WORK ITEM »
Transcribe the line containing "be already loaded" and every line after it, exactly, through the end of the records.

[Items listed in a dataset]
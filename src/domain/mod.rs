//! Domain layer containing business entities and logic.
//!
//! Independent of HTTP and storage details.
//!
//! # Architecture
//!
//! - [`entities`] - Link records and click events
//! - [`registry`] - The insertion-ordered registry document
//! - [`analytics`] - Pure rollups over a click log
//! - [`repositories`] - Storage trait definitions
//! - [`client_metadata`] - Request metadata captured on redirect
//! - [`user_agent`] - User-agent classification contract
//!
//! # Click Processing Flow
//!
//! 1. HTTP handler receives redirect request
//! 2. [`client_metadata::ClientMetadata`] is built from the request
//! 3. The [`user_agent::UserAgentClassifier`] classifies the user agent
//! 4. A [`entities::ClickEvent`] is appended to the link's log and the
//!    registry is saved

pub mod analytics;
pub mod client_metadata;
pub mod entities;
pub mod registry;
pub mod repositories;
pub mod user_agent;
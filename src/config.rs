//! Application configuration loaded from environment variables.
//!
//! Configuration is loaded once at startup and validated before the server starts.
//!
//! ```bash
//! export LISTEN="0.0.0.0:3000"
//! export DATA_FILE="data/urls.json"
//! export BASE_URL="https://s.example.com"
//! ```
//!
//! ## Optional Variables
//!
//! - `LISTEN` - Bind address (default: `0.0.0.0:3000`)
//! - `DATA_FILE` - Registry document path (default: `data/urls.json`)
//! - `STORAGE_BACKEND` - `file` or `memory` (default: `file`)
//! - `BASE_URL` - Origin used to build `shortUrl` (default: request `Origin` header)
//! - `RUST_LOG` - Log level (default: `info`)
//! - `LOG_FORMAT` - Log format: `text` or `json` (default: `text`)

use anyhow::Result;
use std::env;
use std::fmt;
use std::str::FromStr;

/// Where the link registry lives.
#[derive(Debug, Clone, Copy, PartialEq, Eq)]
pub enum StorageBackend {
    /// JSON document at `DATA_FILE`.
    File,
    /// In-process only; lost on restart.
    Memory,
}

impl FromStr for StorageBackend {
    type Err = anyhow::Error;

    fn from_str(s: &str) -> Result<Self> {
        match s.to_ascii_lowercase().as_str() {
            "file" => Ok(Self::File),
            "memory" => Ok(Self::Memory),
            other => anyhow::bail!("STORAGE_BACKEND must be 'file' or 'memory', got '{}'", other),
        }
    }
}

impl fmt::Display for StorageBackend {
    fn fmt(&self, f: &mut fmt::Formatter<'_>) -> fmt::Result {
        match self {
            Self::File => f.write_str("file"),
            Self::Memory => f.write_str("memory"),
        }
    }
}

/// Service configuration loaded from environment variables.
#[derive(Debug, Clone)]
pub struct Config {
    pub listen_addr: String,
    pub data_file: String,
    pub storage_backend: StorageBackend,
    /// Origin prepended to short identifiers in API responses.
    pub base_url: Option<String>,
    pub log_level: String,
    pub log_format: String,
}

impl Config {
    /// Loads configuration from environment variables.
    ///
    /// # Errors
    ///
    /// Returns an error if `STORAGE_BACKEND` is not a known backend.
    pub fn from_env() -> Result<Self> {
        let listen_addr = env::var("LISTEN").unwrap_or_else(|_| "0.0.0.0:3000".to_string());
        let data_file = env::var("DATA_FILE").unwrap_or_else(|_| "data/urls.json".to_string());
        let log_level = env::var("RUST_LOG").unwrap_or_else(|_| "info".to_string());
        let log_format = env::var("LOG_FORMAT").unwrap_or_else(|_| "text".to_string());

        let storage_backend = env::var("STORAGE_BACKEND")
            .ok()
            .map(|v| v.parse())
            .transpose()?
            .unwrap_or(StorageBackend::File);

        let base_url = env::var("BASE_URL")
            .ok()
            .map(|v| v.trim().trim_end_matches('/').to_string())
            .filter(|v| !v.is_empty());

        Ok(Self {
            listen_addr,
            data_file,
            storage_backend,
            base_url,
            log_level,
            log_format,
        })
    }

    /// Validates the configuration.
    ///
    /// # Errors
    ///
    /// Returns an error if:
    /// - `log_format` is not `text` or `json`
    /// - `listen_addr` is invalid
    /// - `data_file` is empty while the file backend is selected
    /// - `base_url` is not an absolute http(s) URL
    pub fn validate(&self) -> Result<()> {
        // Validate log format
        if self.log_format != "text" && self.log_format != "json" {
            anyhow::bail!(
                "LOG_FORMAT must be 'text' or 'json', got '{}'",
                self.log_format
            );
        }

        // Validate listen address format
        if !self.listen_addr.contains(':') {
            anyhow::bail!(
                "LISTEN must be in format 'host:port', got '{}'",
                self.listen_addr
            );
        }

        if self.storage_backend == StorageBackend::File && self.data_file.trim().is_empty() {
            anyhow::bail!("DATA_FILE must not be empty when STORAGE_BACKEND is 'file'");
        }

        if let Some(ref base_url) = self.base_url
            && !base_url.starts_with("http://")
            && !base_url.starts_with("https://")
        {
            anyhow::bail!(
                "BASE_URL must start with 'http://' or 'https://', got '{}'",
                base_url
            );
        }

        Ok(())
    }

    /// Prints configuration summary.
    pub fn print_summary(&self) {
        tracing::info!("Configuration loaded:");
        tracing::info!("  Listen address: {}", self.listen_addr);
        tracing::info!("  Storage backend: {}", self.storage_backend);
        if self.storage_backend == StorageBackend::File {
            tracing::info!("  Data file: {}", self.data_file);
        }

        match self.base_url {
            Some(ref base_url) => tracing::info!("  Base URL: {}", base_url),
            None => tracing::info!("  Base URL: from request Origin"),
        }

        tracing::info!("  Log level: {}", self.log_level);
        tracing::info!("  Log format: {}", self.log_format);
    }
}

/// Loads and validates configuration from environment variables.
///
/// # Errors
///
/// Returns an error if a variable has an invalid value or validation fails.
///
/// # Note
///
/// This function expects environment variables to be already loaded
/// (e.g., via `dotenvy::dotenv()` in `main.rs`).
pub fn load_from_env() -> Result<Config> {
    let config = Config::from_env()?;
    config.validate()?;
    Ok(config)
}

WRITTEN SOLUTION »
/// This function expects environment variables to be already loaded
/// (e.g., via `dotenvy::dotenv()` in `main.rs`).
pub fn load_from_env() -> Result<Config> {
    let config = Config::from_env()?;
    config.validate()?;
    Ok(config)
}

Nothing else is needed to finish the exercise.